Secondo la UK Fashion and Textile Association (UKFT), il 98% delle aziende di moda britanniche campionate nel 2021 ha riscontrato costi più elevati a causa della burocrazia e delle pratiche burocratiche, il 92% ha subito un aumento dei costi di trasporto, l'83% ha aumentato i costi dei servizi ai clienti, il 53% ha visto cancellati ordini da clienti geograficamente in paesi dell’UE e il 44% ha riscontrato un aumento degli articoli restituiti o rifiutati a causa di costi doganali e problemi di IVA. Di conseguenza, il RetailX Fashion Sector Report 2022 ha messo in luce come il 25% dei retailer di moda sta valutando la possibilità di trasferire alcune o tutte le proprie attività altrove nell'UE per semplificare la logistica, la gestione del personale e la produzione. Il 39% si sposterebbe nell'UE se gli venissero offerti vantaggi fiscali. Il 91% desidererebbe uno schema di visto per rendere più facile per i creativi del settore operare nel Regno Unito e nell'UE. Inoltre, per i consumatori europei, la Brexit ha portato principalmente a cambiamenti nell'IVA, nei prezzi e nella facilità di acquisto e consegna di articoli di moda nel Regno Unito.

ELETTRONICA DI CONSUMO

Dal 1° gennaio 2021(con le dilazioni accordate, come precedentemente esplicitato, ora dal 2023), i prodotti di elettronica di consumo venduti nel Regno Unito devono essere certificati non in base ai criteri di valutazione della conformità dell'UE – il marchio CE – ma in base alle normative specifiche per il Regno Unito, l'UKCA. Se queste merci vengono venduti anche in Europa, devono allora anche avere il marchio CE. Va da sé che questo processo aggiunge un nuovo livello di complessità normativa per produttori e venditori di elettronica di consumo nel Regno Unito e nell'UE, poiché devono essere approvati da entrambe le autorità.
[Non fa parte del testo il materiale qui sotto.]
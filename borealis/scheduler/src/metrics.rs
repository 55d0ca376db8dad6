// Licensed to the Apache Software Foundation (ASF) under one
// or more contributor license agreements.  See the NOTICE file
// distributed with this work for additional information
// regarding copyright ownership.  The ASF licenses this file
// to you under the Apache License, Version 2.0 (the
// "License"); you may not use this file except in compliance
// with the License.  You may obtain a copy of the License at
//
//   http://www.apache.org/licenses/LICENSE-2.0
//
// Unless required by applicable law or agreed to in writing,
// software distributed under the License is distributed on an
// "AS IS" BASIS, WITHOUT WARRANTIES OR CONDITIONS OF ANY
// KIND, either express or implied.  See the License for the
// specific language governing permissions and limitations
// under the License.

use std::fmt::Debug;
use std::sync::atomic::{AtomicU64, Ordering};

use borealis_core::model::TaskState;

/// Sink for scheduler-internal counters. The default implementation keeps
/// in-process atomics; deployments wanting an external metrics pipeline plug
/// in their own collector.
pub trait SchedulerMetricsCollector: Send + Sync + Debug {
    fn record_state_transition(&self, from: TaskState, to: TaskState);

    fn record_illegal_transition(&self, task_id: &str, from: TaskState, to: TaskState);

    fn record_placement_attempt(&self, scheduled: bool);

    fn record_preemption_attempt(&self, victim_found: bool);

    fn record_log_append(&self);

    fn record_snapshot(&self);
}

#[derive(Debug, Default)]
pub struct InProcessMetricsCollector {
    pub state_transitions: AtomicU64,
    pub illegal_transitions: AtomicU64,
    pub placement_attempts: AtomicU64,
    pub placement_failures: AtomicU64,
    pub preemption_attempts: AtomicU64,
    pub preemption_victims: AtomicU64,
    pub log_appends: AtomicU64,
    pub snapshots: AtomicU64,
}

impl InProcessMetricsCollector {
    pub fn illegal_transitions(&self) -> u64 {
        self.illegal_transitions.load(Ordering::SeqCst)
    }

    pub fn placement_failures(&self) -> u64 {
        self.placement_failures.load(Ordering::SeqCst)
    }

    pub fn snapshots(&self) -> u64 {
        self.snapshots.load(Ordering::SeqCst)
    }
}

impl SchedulerMetricsCollector for InProcessMetricsCollector {
    fn record_state_transition(&self, _from: TaskState, _to: TaskState) {
        self.state_transitions.fetch_add(1, Ordering::SeqCst);
    }

    fn record_illegal_transition(&self, task_id: &str, from: TaskState, to: TaskState) {
        log::warn!("Illegal state transition attempted for task {task_id}: {from} -> {to}");
        self.illegal_transitions.fetch_add(1, Ordering::SeqCst);
    }

    fn record_placement_attempt(&self, scheduled: bool) {
        self.placement_attempts.fetch_add(1, Ordering::SeqCst);
        if !scheduled {
            self.placement_failures.fetch_add(1, Ordering::SeqCst);
        }
    }

    fn record_preemption_attempt(&self, victim_found: bool) {
        self.preemption_attempts.fetch_add(1, Ordering::SeqCst);
        if victim_found {
            self.preemption_victims.fetch_add(1, Ordering::SeqCst);
        }
    }

    fn record_log_append(&self) {
        self.log_appends.fetch_add(1, Ordering::SeqCst);
    }

    fn record_snapshot(&self) {
        self.snapshots.fetch_add(1, Ordering::SeqCst);
    }
}

#[derive(Debug, Default)]
pub struct NoopMetricsCollector {}

impl SchedulerMetricsCollector for NoopMetricsCollector {
    fn record_state_transition(&self, _from: TaskState, _to: TaskState) {}

    fn record_illegal_transition(&self, _task_id: &str, _from: TaskState, _to: TaskState) {
    }

    fn record_placement_attempt(&self, _scheduled: bool) {}

    fn record_preemption_attempt(&self, _victim_found: bool) {}

    fn record_log_append(&self) {}

    fn record_snapshot(&self) {}
}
Ciò rallenta l'immissione di articoli sul mercato, oltre ad avere un impatto su coloro che desiderano importare merci prodotte al di fuori del Regno Unito e dell'UE in entrambi i mercati.

Proiezioni

In conclusione, quanto brevemente descritto mira a dare una panoramica generale dello stato dell’arte di Brexit per un settore come quello del retail, ponendosi come spunto per approfondire eventuali opportunità che possano emergere per il commercio tra Italia e UK. Senza spingersi lontano del tempo, è però un dato di fatto che vi sia una reciproca attitudine favorevole agli scambi tra Italia e Regno Unito, una apprezzamento che abbraccia il Made in Italy e non solo. Lato UK, tale fascinazione su determinate realtà italiane ha incentivato un discreto sviluppo economico, basti pensare alla “Tuscany Shire”(o Chiantishire, una parte di Toscana dove molti cittadini britannici benestanti si sono trasferiti o hanno acquistato proprietà). L’import-export bilaterale è significativo in molti campi, dalla manifattura all’agroalimentare, all’aerospazio e difesa, ed è, qui, evidente come Brexit rappresenti – ad oggi – qualcosa di limitante, da comprendere al meglio nelle sue declinazioni e spingere a livello politico perché i suoi sviluppi siano il più possibile funzionali in termini socio-economici.